The article is both concise and comprehensive. However, I thought that there should be some mention of Wilson's 2-stage model. Otherwise, readers are left with the impression that nothing is known beyond the initial local stage of processing. In fact, Wilson's model provides a plausible mechanism for explaining the variation in detection threshold among linear, concentric, radial and spiral patterns.
Also, in discussing the role of higher cortical areas, I think it would be appropriate to reference Jack Gallant's work on responses to non-Cartesian gratings in V4. While his study did not actually use Glass patterns, the grating stimuli that were used had similar geometry and are clearly relevant.
In paragraph 6 of "Physiological basis...." I think it would be appropriate to also cite Wilson's 1997 paper as I believe this was the first to show the striking differences between concentric and translational patterns.
Concentric orientation summation in human form vision.
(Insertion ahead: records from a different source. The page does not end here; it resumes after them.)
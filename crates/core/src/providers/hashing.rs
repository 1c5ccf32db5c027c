use crate::error::EmbeddingError;
use crate::traits::EmbeddingProvider;
use crate::vector::vector_norm;
use async_trait::async_trait;

pub const DEFAULT_HASHING_DIMENSIONS: usize = 256;

const FNV_OFFSET: u64 = 0xcbf2_9ce4_8422_2325;
const FNV_PRIME: u64 = 0x0100_0000_01b3;
/// Whole-word features count more than the trigrams inside them.
const WORD_WEIGHT: f32 = 2.0;

/// Offline embedder using signed feature hashing. Each word contributes
/// itself plus its boundary-marked trigrams (`<pu`, `pum`, `ump`, `mp>`),
/// so inflections of the same stem land close together without a network
/// call.
#[derive(Debug, Clone, Copy)]
pub struct HashingEmbedder {
    dimensions: usize,
}

impl Default for HashingEmbedder {
    fn default() -> Self {
        Self::new(DEFAULT_HASHING_DIMENSIONS)
    }
}

impl HashingEmbedder {
    pub fn new(dimensions: usize) -> Self {
        Self {
            dimensions: dimensions.max(1),
        }
    }

    pub fn dimensions(&self) -> usize {
        self.dimensions
    }

    /// Text without any alphanumeric word embeds to the zero vector, which
    /// search never matches.
    pub fn embed(&self, text: &str) -> Vec<f32> {
        let mut vector = vec![0f32; self.dimensions];

        for word in words(text) {
            self.add_feature(&mut vector, word.as_bytes(), WORD_WEIGHT);

            let marked = format!("<{word}>").chars().collect::<Vec<_>>();
            for trigram in marked.windows(3) {
                let feature = trigram.iter().collect::<String>();
                self.add_feature(&mut vector, feature.as_bytes(), 1.0);
            }
        }

        let norm = vector_norm(&vector) as f32;
        if norm > 0.0 {
            vector.iter_mut().for_each(|value| *value /= norm);
        }
        vector
    }

    fn add_feature(&self, vector: &mut [f32], feature: &[u8], weight: f32) {
        let hash = fnv1a(feature);
        let bucket = (hash % self.dimensions as u64) as usize;
        // Top bit picks the sign so colliding features tend to cancel.
        let sign = if hash >> 63 == 0 { 1.0 } else { -1.0 };
        vector[bucket] += sign * weight;
    }
}

fn words(text: &str) -> impl Iterator<Item = String> + '_ {
    text.split(|c: char| !c.is_alphanumeric())
        .filter(|word| !word.is_empty())
        .map(str::to_lowercase)
}

fn fnv1a(bytes: &[u8]) -> u64 {
    bytes.iter().fold(FNV_OFFSET, |hash, byte| {
        (hash ^ u64::from(*byte)).wrapping_mul(FNV_PRIME)
    })
}

#[async_trait]
impl EmbeddingProvider for HashingEmbedder {
    fn max_batch_size(&self) -> usize {
        usize::MAX
    }

    async fn embed_batch(&self, texts: &[String]) -> Result<Vec<Vec<f32>>, EmbeddingError> {
        Ok(texts.iter().map(|text| self.embed(text)).collect())
    }
}

#[cfg(test)]
mod tests {
    use super::HashingEmbedder;
    use crate::traits::EmbeddingProvider;
    use crate::vector::{cosine_similarity, vector_norm};

    #[tokio::test]
    async fn batch_output_follows_input_order() {
        let embedder = HashingEmbedder::new(64);
        let texts = vec![
            "prime the pump".to_string(),
            "quarterly revenue".to_string(),
            "prime the pump".to_string(),
        ];

        let vectors = embedder.embed_batch(&texts).await.unwrap();
        assert_eq!(vectors.len(), 3);
        assert_eq!(vectors[0], embedder.embed("prime the pump"));
        assert_eq!(vectors[1], embedder.embed("quarterly revenue"));
        assert_eq!(vectors[0], vectors[2]);
        assert!(vectors.iter().all(|vector| vector.len() == 64));
    }

    #[test]
    fn case_and_punctuation_do_not_change_the_vector() {
        let embedder = HashingEmbedder::default();
        assert_eq!(
            embedder.embed("Seal, pump; VALVE!"),
            embedder.embed("seal pump valve")
        );
    }

    #[test]
    fn wordless_text_is_the_zero_vector() {
        let embedder = HashingEmbedder::new(16);
        let vector = embedder.embed(" -- ... ");
        assert_eq!(vector, vec![0.0; 16]);
        assert_eq!(vector_norm(&vector), 0.0);
    }

    #[test]
    fn non_empty_vectors_are_unit_length() {
        let vector = HashingEmbedder::default().embed("Inspect every seal weekly");
        assert!((vector_norm(&vector) - 1.0).abs() < 1e-5);
    }

    #[test]
    fn zero_dimensions_are_raised_to_one() {
        assert_eq!(HashingEmbedder::new(0).dimensions(), 1);
    }

    #[test]
    fn shared_stems_score_higher_than_unrelated_text() {
        let embedder = HashingEmbedder::default();
        let query = embedder.embed("replacing hydraulic filters");
        let related = embedder.embed("How to replace a hydraulic filter cartridge");
        let unrelated = embedder.embed("Quarterly revenue grew in the northern region");

        let related_score = cosine_similarity(&query, &related).unwrap();
        let unrelated_score = cosine_similarity(&query, &unrelated).unwrap();
        assert!(related_score > unrelated_score);
    }
}
use crate::chunking::chunk_text;
use crate::embeddings::EmbeddingClient;
use crate::error::{DatabaseError, ExtractionError, PipelineError};
use crate::extractor::{DocumentExtractor, TextExtractor};
use crate::models::{ChunkRecord, ChunkingOptions, DocumentFormat, IndexStage, IndexedDocument};
use crate::traits::{ChunkStore, EmbeddingProvider};
use std::path::{Path, PathBuf};
use tracing::{info, warn};
use walkdir::WalkDir;

pub fn discover_documents(folder: &Path) -> Vec<PathBuf> {
    let mut files = Vec::new();

    for entry in WalkDir::new(folder)
        .into_iter()
        .filter_map(|item| item.ok())
    {
        if !entry.file_type().is_file() {
            continue;
        }

        if DocumentFormat::from_path(entry.path()).is_some() {
            files.push(entry.path().to_path_buf());
        }
    }

    files.sort_unstable();
    files
}

pub struct SkippedDocument {
    pub path: PathBuf,
    pub reason: String,
}

pub struct FolderReport {
    pub indexed: Vec<IndexedDocument>,
    pub skipped: Vec<SkippedDocument>,
}

/// Extract → chunk → embed → store for one file at a time. Storage is the
/// only step with side effects and replaces the file's rows atomically, so a
/// failure at any stage leaves the previously indexed version untouched.
pub struct IndexingPipeline<'a, P, S, X = DocumentExtractor> {
    extractor: X,
    embeddings: &'a EmbeddingClient<P>,
    store: &'a S,
    chunking: ChunkingOptions,
}

impl<'a, P, S> IndexingPipeline<'a, P, S, DocumentExtractor> {
    pub fn new(embeddings: &'a EmbeddingClient<P>, store: &'a S, chunking: ChunkingOptions) -> Self {
        Self {
            extractor: DocumentExtractor,
            embeddings,
            store,
            chunking,
        }
    }
}

impl<'a, P, S, X> IndexingPipeline<'a, P, S, X> {
    pub fn with_extractor<Y>(self, extractor: Y) -> IndexingPipeline<'a, P, S, Y> {
        IndexingPipeline {
            extractor,
            embeddings: self.embeddings,
            store: self.store,
            chunking: self.chunking,
        }
    }
}

impl<'a, P, S, X> IndexingPipeline<'a, P, S, X>
where
    P: EmbeddingProvider + Send + Sync,
    S: ChunkStore,
    X: TextExtractor,
{
    pub async fn index_file(&self, path: &Path) -> Result<IndexedDocument, PipelineError> {
        self.index_file_with_progress(path, |_| {}).await
    }

    pub async fn index_file_with_progress<F>(
        &self,
        path: &Path,
        mut on_stage: F,
    ) -> Result<IndexedDocument, PipelineError>
    where
        F: FnMut(IndexStage),
    {
        let file_identifier = path.display().to_string();
        info!(file = %file_identifier, "starting document indexing");

        match self.run_stages(path, &file_identifier, &mut on_stage).await {
            Ok(document) => {
                on_stage(IndexStage::Done);
                info!(
                    file = %file_identifier,
                    chunks = document.chunk_count,
                    dimensions = document.dimensions,
                    "document indexed"
                );
                Ok(document)
            }
            Err(error) => {
                on_stage(IndexStage::Failed);
                warn!(file = %file_identifier, %error, "document indexing failed");
                Err(error)
            }
        }
    }

    async fn run_stages<F>(
        &self,
        path: &Path,
        file_identifier: &str,
        on_stage: &mut F,
    ) -> Result<IndexedDocument, PipelineError>
    where
        F: FnMut(IndexStage),
    {
        on_stage(IndexStage::Extracting);
        let extracted = self.extractor.extract(path)?;

        on_stage(IndexStage::Chunking);
        let chunks = chunk_text(&extracted, self.chunking)?;
        drop(extracted);

        on_stage(IndexStage::Embedding);
        let embeddings = self.embeddings.embed_texts(&chunks).await?;
        let dimensions = embeddings.first().map(Vec::len).unwrap_or_default();

        on_stage(IndexStage::Storing);
        let records = chunks
            .into_iter()
            .zip(embeddings)
            .enumerate()
            .map(|(index, (chunk_text, embedding))| {
                let chunk_index = u32::try_from(index).map_err(|_| {
                    DatabaseError::InvalidArgument(format!("chunk index {index} overflows"))
                })?;
                Ok::<_, DatabaseError>(ChunkRecord {
                    chunk_index,
                    chunk_text,
                    embedding,
                })
            })
            .collect::<Result<Vec<_>, DatabaseError>>()?;

        self.store.replace_file(file_identifier, &records)?;

        Ok(IndexedDocument {
            file_identifier: file_identifier.to_string(),
            chunk_count: records.len(),
            dimensions,
        })
    }

    /// Indexes every `.pdf`/`.docx` under `folder`. A failing file is recorded
    /// in the report and does not stop the remaining files.
    pub async fn index_folder(&self, folder: &Path) -> Result<FolderReport, PipelineError> {
        let files = discover_documents(folder);

        if files.is_empty() {
            return Err(ExtractionError::NoDocuments(folder.display().to_string()).into());
        }

        info!(folder = %folder.display(), files = files.len(), "indexing folder");

        let mut indexed = Vec::new();
        let mut skipped = Vec::new();

        for path in files {
            match self.index_file(&path).await {
                Ok(document) => indexed.push(document),
                Err(error) => skipped.push(SkippedDocument {
                    path,
                    reason: error.to_string(),
                }),
            }
        }

        Ok(FolderReport { indexed, skipped })
    }
}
Wilson HR, Wilkinson F, Asaad W. Vision Res. 1997 Sep;37(17):2325-30.
Author's reply: We appreciate these comments and agree with them, and have now included these citations and appropriate discussion in the article.
I think this is a generally well written article that provides an admirable description of Leon’s discovery of Glass patterns. The facts regarding Glass patterns are certainly all accurate and clearly presented. There are, however, a few points where I feel there should be changes or inclusions, and these are listed below.
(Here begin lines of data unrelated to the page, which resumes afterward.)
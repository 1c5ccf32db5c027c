pub mod chunking;
pub mod config;
pub mod embeddings;
pub mod error;
pub mod extractor;
pub mod ingest;
pub mod models;
pub mod orchestrator;
pub mod providers;
pub mod stores;
pub mod traits;
pub mod vector;

#[cfg(test)]
pub(crate) mod testing;

pub use chunking::{chunk_text, normalize_pdf_text, normalize_whitespace, split_query};
pub use config::{EmbeddingSettings, ProviderKind, Settings};
pub use embeddings::{EmbeddingClient, DEFAULT_BATCH_SIZE};
pub use error::{ConfigError, DatabaseError, EmbeddingError, ExtractionError, PipelineError};
pub use extractor::{extract_text, DocumentExtractor, TextExtractor};
pub use ingest::{discover_documents, FolderReport, IndexingPipeline, SkippedDocument};
pub use models::{
    ChunkRecord, ChunkingOptions, DocumentFormat, ExtractedText, FileSummary, IndexStage,
    IndexedDocument, SearchHit, SearchQuery,
};
pub use orchestrator::{merge_results, SearchPipeline};
pub use providers::{embedding_client, ConfiguredEmbedder, GeminiEmbedder, HashingEmbedder};
pub use stores::SqliteStore;
pub use traits::{ChunkStore, EmbeddingProvider};
pub use vector::{cosine_similarity, vector_norm};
1. Wilson, H. R., Wilkinson, F. & Asaad, W. (1997) Concentric orientation summation in human form vision. Vision Res., 37, 2325-2330 should certainly be cited, as it is the first quantitative model that accurately predicted Glass pattern thresholds for concentric patterns. In particular, the model used oriented V1 receptive fields for the first stage, and this was followed by full wave rectification (i.e. effectively creating both on-center and off-center cells), then by a global pooling stage that was sensitive to concentric curvature. We modified this to produce a model for global pooling in radial Glass patterns in our 1998 paper. Your article, as it now stands, seems to suggest that there is little neural modeling of the requisite global pooling in the literature, but our work shows that is not the case. Doubtless better models will emerge, but ours has been around for 14 years, and it accounts for the psychophysics.
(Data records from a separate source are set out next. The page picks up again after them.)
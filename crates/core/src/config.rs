use crate::embeddings::DEFAULT_BATCH_SIZE;
use crate::error::ConfigError;
use crate::models::ChunkingOptions;
use std::path::PathBuf;
use std::str::FromStr;
use url::Url;

pub const DEFAULT_GEMINI_ENDPOINT: &str = "https://generativelanguage.googleapis.com/v1beta";
pub const DEFAULT_EMBEDDING_MODEL: &str = "text-embedding-004";
pub const DEFAULT_DATABASE_PATH: &str = "documents.db";
pub const DEFAULT_TOP_K: usize = 5;
pub const MAX_BATCH_SIZE: usize = 100;

#[derive(Debug, Clone, Copy, PartialEq, Eq)]
pub enum ProviderKind {
    Gemini,
    Local,
}

impl FromStr for ProviderKind {
    type Err = ConfigError;

    fn from_str(value: &str) -> Result<Self, Self::Err> {
        match value.trim().to_ascii_lowercase().as_str() {
            "gemini" => Ok(Self::Gemini),
            "local" => Ok(Self::Local),
            other => Err(ConfigError::Invalid {
                key: "EMBEDDING_PROVIDER",
                details: format!("unknown provider `{other}` (expected gemini or local)"),
            }),
        }
    }
}

#[derive(Debug, Clone)]
pub struct EmbeddingSettings {
    pub provider: ProviderKind,
    pub api_key: Option<String>,
    pub model: String,
    pub endpoint: String,
    pub batch_size: usize,
    pub dimensions: Option<usize>,
}

impl EmbeddingSettings {
    /// Model resource name as the Generative Language API expects it.
    pub fn model_path(&self) -> String {
        let model = self.model.trim();
        if model.starts_with("models/") || model.starts_with("tunedModels/") {
            model.to_string()
        } else {
            format!("models/{model}")
        }
    }
}

impl Default for EmbeddingSettings {
    fn default() -> Self {
        Self {
            provider: ProviderKind::Gemini,
            api_key: None,
            model: DEFAULT_EMBEDDING_MODEL.to_string(),
            endpoint: DEFAULT_GEMINI_ENDPOINT.to_string(),
            batch_size: DEFAULT_BATCH_SIZE,
            dimensions: None,
        }
    }
}

/// Process-wide configuration. Built once at startup and passed by reference.
#[derive(Debug, Clone)]
pub struct Settings {
    pub embedding: EmbeddingSettings,
    pub database_path: PathBuf,
    pub top_k: usize,
    pub chunking: ChunkingOptions,
}

impl Default for Settings {
    fn default() -> Self {
        Self {
            embedding: EmbeddingSettings::default(),
            database_path: PathBuf::from(DEFAULT_DATABASE_PATH),
            top_k: DEFAULT_TOP_K,
            chunking: ChunkingOptions::default(),
        }
    }
}

impl Settings {
    pub fn validate(&self) -> Result<(), ConfigError> {
        let embedding = &self.embedding;

        if embedding.provider == ProviderKind::Gemini {
            let has_key = embedding
                .api_key
                .as_deref()
                .is_some_and(|key| !key.trim().is_empty());
            if !has_key {
                return Err(ConfigError::Missing("GEMINI_API_KEY"));
            }
            if embedding.model.trim().is_empty() {
                return Err(ConfigError::Missing("EMBEDDING_MODEL"));
            }
            Url::parse(&embedding.endpoint)?;
        }

        if embedding.batch_size == 0 || embedding.batch_size > MAX_BATCH_SIZE {
            return Err(ConfigError::Invalid {
                key: "EMBEDDING_BATCH_SIZE",
                details: format!("{} is outside 1..={MAX_BATCH_SIZE}", embedding.batch_size),
            });
        }

        if embedding.dimensions == Some(0) {
            return Err(ConfigError::Invalid {
                key: "EMBEDDING_DIMENSIONS",
                details: "must be positive".to_string(),
            });
        }

        if self.top_k == 0 {
            return Err(ConfigError::Invalid {
                key: "DOCSEARCH_TOP_K",
                details: "must be positive".to_string(),
            });
        }

        if self.chunking.max_chunk_chars == 0 || self.chunking.query_segment_chars == 0 {
            return Err(ConfigError::Invalid {
                key: "chunking",
                details: "chunk limits must be positive".to_string(),
            });
        }

        Ok(())
    }
}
2. When Leon and Switkes (1976) used opposite contrast dots (black & white, or different colors) to generate concentric Glass patterns, it is certainly true that the concentric patterns generated could not be perceived. However, a roughly orthogonal quasi-radial pattern is frequently perceived (I believe Leon still has one of these in blue and yellow on his living room wall). This can be explained at least qualitatively by V1 oriented receptive fields. Whereas two dots of the same polarity will most strongly stimulate a cell if both fall within the center zone of the appropriate cell (on- or off-center), if the polarities are opposite, the strongest stimulation will occur when one falls in the center and the other in the surround. This means that the cell must have a roughly orthogonal orientation. It might be worth mentioning this in the article.
3. The Dakin & Bex (2002) study is cited, but we have severely criticized it in print: Wilson, H. R. & Wilkinson, F. (2003) Further evidence for global orientation processing in circular Glass patterns. Vision Res. 43, 563-564. I’m sending Leon a pdf of this rejoinder. In fact, we showed that they provided further evidence for concentric summation in their own data. Finally, it has more recently been shown using VEPs that our rank ordering of sensitivity to Glass patterns (concentric most sensitive, radial next, and translational very poor) is correct, and these authors used square windows for all their patterns (Pei, Pettet, Vildaviski & Norcia, 2005). This again contradicts Dakin & Beck. In fact, Bex even pointed their poster out to me at a conference and indicated that he thought we had probably been correct. My suggestion is that you simply remover the one sentence and reference to Dakin & Bex. If you do prefer to include it, then I think it’s very important to include our rejoinder and mention of the VEP evidence. In fact, you might want to mention the VEP evidence in any case, as it further attests to the cortical significance of at least concentric and radial Glass pattern structures.
So that’s it. I have enjoyed reading and commenting on your article. I’ll look forward to your responses.
Pei, F., Pettet, M.W., Vildaviski, V.Y., & Norcia, A.M. (2005). Event related potentials show configural specificity of global form processing. Neuroreport, 16, 1427-1430.
Sincerely, Hugh R. Wilson
Author's reply: We're grateful for the suggestions on all three counts. We've now included discussion of the Wilson et al (1997) model, as well as citations to the Wilson & Wilkinson (2003) reply to this article and the Dakin & Bex (2003) rejoinder. In addition, we now discuss the case of opposite polarity Glass patterns, which we agree are interesting and illustrative in terms of mechanism.